Selon une étude britannique, boire un verre de vin chaque jour pendant une grossesse ne nuirait pas à la santé du bébé. Une bonne nouvelle pour les femmes -et pour le lobby du vin français-, à prendre avec précaution.
L'étude publiée par la revue médicale BMJ Open le 17 juin jette un pavé dans la mare. Pour les femmes enceintes, boire un verre de vin une fois par jour serait permis: cela ne nuirait pas au bébé. Depuis de nombreuses années, le corps médical conseille pourtant aux femmes enceintes de s'abstenir de boire. Parfois sans succès: plusieurs études démontrent que de nombreuses femmes ne suivent pas cette préconisation. En France, le pays du vin, l'alcoolisme maternel est pris au sérieux bien que ses conséquences soient encore indéterminées.
Une étude embarrassante
Cette étude britannique part d'une enquête menée sur des enfants nés au début des années 1990 dans le sud de l'Angleterre. Les enfants de mères consommatrices d'alcool ont été comparés à ceux dont les mères sont abstinentes. Résultat, les mères ayant consommé de 3 à 7 verres de vin par semaine ont donné naissance à des enfants aujourd'hui en bonne santé.
Une précédente enquête, menée en avril par le Millenium Cohort Study, corrobore ces résultats. Elle révèle qu'une consommation modérée, soit deux verres d'alcool par semaine, serait sans incidence sur le développement du fœtus.
En ces temps de crise, ces conclusions sont bienvenues pour le secteur viticole. En France, notamment, la consommation de vin a baissé de 7% en cinq ans. Mais ces études peuvent-elles influencer le mode de consommation des femmes enceintes?

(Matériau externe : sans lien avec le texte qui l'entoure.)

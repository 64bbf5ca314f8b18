//! Field-level validation for the create/edit forms.
//!
//! Checks run in form order and stop at the first failure; the `Display` text
//! of [`FieldError`] is exactly what the blocking alert shows.

use thiserror::Error;

pub const CONTACT_NO_DIGITS: usize = 10;

#[derive(Debug, Clone, PartialEq, Eq, Error)]
pub enum FieldError {
    #[error("{0} is required!")]
    Required(&'static str),

    #[error("Contact No must be a valid 10-digit number!")]
    InvalidContactNo,

    #[error("Email must be a valid email address!")]
    InvalidEmail,

    #[error("Age must be a valid positive number!")]
    InvalidAge,
}

impl FieldError {
    /// Label of the offending field
    pub fn field(&self) -> &'static str {
        match self {
            FieldError::Required(label) => label,
            FieldError::InvalidContactNo => "Contact No",
            FieldError::InvalidEmail => "Email",
            FieldError::InvalidAge => "Age",
        }
    }
}

/// Fails with [`FieldError::Required`] when the value is blank after trimming.
pub fn require(label: &'static str, value: &str) -> Result<(), FieldError> {
    if value.trim().is_empty() {
        Err(FieldError::Required(label))
    } else {
        Ok(())
    }
}

/// Exactly ten ASCII digits, nothing else (no trimming, no separators).
pub fn is_valid_contact_no(value: &str) -> bool {
    value.len() == CONTACT_NO_DIGITS && value.bytes().all(|b| b.is_ascii_digit())
}

/// Basic address shape: somewhere in the input there is a run of
/// non-whitespace characters of the form `local@domain.tld`, each part
/// non-empty. Same acceptance as the unanchored pattern `\S+@\S+\.\S+`.
pub fn is_valid_email(value: &str) -> bool {
    value.split_whitespace().any(token_has_address_shape)
}

fn token_has_address_shape(token: &str) -> bool {
    let chars: Vec<char> = token.chars().collect();
    let len = chars.len();
    // '@' needs a char before it; '.' needs at least one char between it and
    // the '@' and at least one after it.
    (1..len).filter(|&at| chars[at] == '@').any(|at| {
        (at + 2..len.saturating_sub(1)).any(|dot| chars[dot] == '.')
    })
}

pub fn validate_contact_no(value: &str) -> Result<(), FieldError> {
    require("Contact No", value)?;
    if !is_valid_contact_no(value) {
        return Err(FieldError::InvalidContactNo);
    }
    Ok(())
}

pub fn validate_email(value: &str) -> Result<(), FieldError> {
    require("Email", value)?;
    if !is_valid_email(value) {
        return Err(FieldError::InvalidEmail);
    }
    Ok(())
}

/// Parses a positive whole age from form input.
pub fn parse_age(value: &str) -> Result<u32, FieldError> {
    require("Age", value)?;
    match value.trim().parse::<u32>() {
        Ok(age) if age > 0 => Ok(age),
        _ => Err(FieldError::InvalidAge),
    }
}

#[cfg(test)]
mod tests {
    use super::*;

    #[test]
    fn test_contact_no_accepts_ten_digits() {
        assert!(is_valid_contact_no("0771234567"));
        assert_eq!(validate_contact_no("0771234567"), Ok(()));
    }

    #[test]
    fn test_contact_no_rejects_other_shapes() {
        for input in ["12345", "07712345678", "077 123 4567", "077123456a", " 0771234567", "٠١٢٣٤٥٦٧٨٩"] {
            let err = validate_contact_no(input).unwrap_err();
            assert_eq!(err.field(), "Contact No", "input {:?}", input);
        }
        assert_eq!(
            validate_contact_no("12345").unwrap_err().to_string(),
            "Contact No must be a valid 10-digit number!"
        );
    }

    #[test]
    fn test_contact_no_blank_is_required_error() {
        assert_eq!(
            validate_contact_no("   ").unwrap_err().to_string(),
            "Contact No is required!"
        );
    }

    #[test]
    fn test_email_shapes() {
        assert!(is_valid_email("anne@salon.lk"));
        assert!(is_valid_email("a@b.c"));
        assert!(is_valid_email("contact: anne@salon.lk"));
        assert!(is_valid_email("first.last@mail.co.uk"));

        assert!(!is_valid_email("anne.salon.lk"));
        assert!(!is_valid_email("anne@salon"));
        assert!(!is_valid_email("@salon.lk"));
        assert!(!is_valid_email("anne@.lk"));
        assert!(!is_valid_email("anne@salon."));
        assert!(!is_valid_email("anne @salon.lk"));
    }

    #[test]
    fn test_email_errors_name_the_field() {
        assert_eq!(validate_email("").unwrap_err(), FieldError::Required("Email"));
        let err = validate_email("anne-at-salon").unwrap_err();
        assert_eq!(err.field(), "Email");
        assert_eq!(err.to_string(), "Email must be a valid email address!");
    }

    #[test]
    fn test_parse_age() {
        assert_eq!(parse_age(" 27 "), Ok(27));
        assert_eq!(parse_age(""), Err(FieldError::Required("Age")));
        assert_eq!(parse_age("0"), Err(FieldError::InvalidAge));
        assert_eq!(parse_age("-3"), Err(FieldError::InvalidAge));
        assert_eq!(parse_age("twenty"), Err(FieldError::InvalidAge));
    }
}
pub mod tab;
pub mod tabs;

pub use tabs::Tabs;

Une consommation liée à l'origine sociale
Selon une enquête de l'INSERM réalisée en 2010, les Françaises enceintes sont de plus en plus nombreuses à boire. Sur un échantillon de 13.000 femmes, 23% ont déclaré consommer de l'alcool pendant leur grossesse. Parmi ces dernières, 7% ont déclaré boire au moins deux verres par jour.
Cette consommation est influencée par le profil social de la mère. De manière générale, contrairement aux idées reçues, les plus grandes consommatrices sont les femmes de niveau social favorisé, les plus âgées ou encore celles qui ont plusieurs enfants.
Le principe de précaution reste de mise
Le danger lié à l'alcoolisme maternel n'est pas nouveau. En 1968, le syndrome de "l'alcoolisme fœtal" a été identifié pour la première fois en France par le docteur Paul Lemoine. Plusieurs générations d'enfants présentant ce syndrome ont ensuite été détectées en Europe et aux Etats-Unis.
En 1976, une enquête de l'INSERM constate une mortalité infantile importante chez les enfants de grosses consommatrices d'alcool durant leur grossesse. Entre 1977 et 1979, une enquête fut menée par le professeur Gilles Crépin et le docteur Gilles Dehaene. Sur plus de 8.000 nouveau-nés, 45 enfants nés de mères alcooliques présentaient d'importantes anomalies morphologiques.
Depuis 2004, l'alcoolisme maternel est devenu une affaire de santé publique. L'Institut de Veille Sanitaire mène régulièrement des enquêtes par le biais de l'INSERM. L'incidence du syndrome d'alcoolisation fœtale serait estimée à environ 3 cas pour 1.000 naissances en France, soit 1.200 cas par an.
A ce jour, aucun seuil d'alcool en deçà duquel le risque est nul n'a été mis en évidence. Une incertitude qui doit encourager les femmes enceintes à prendre avec précaution des études sensationnalistes.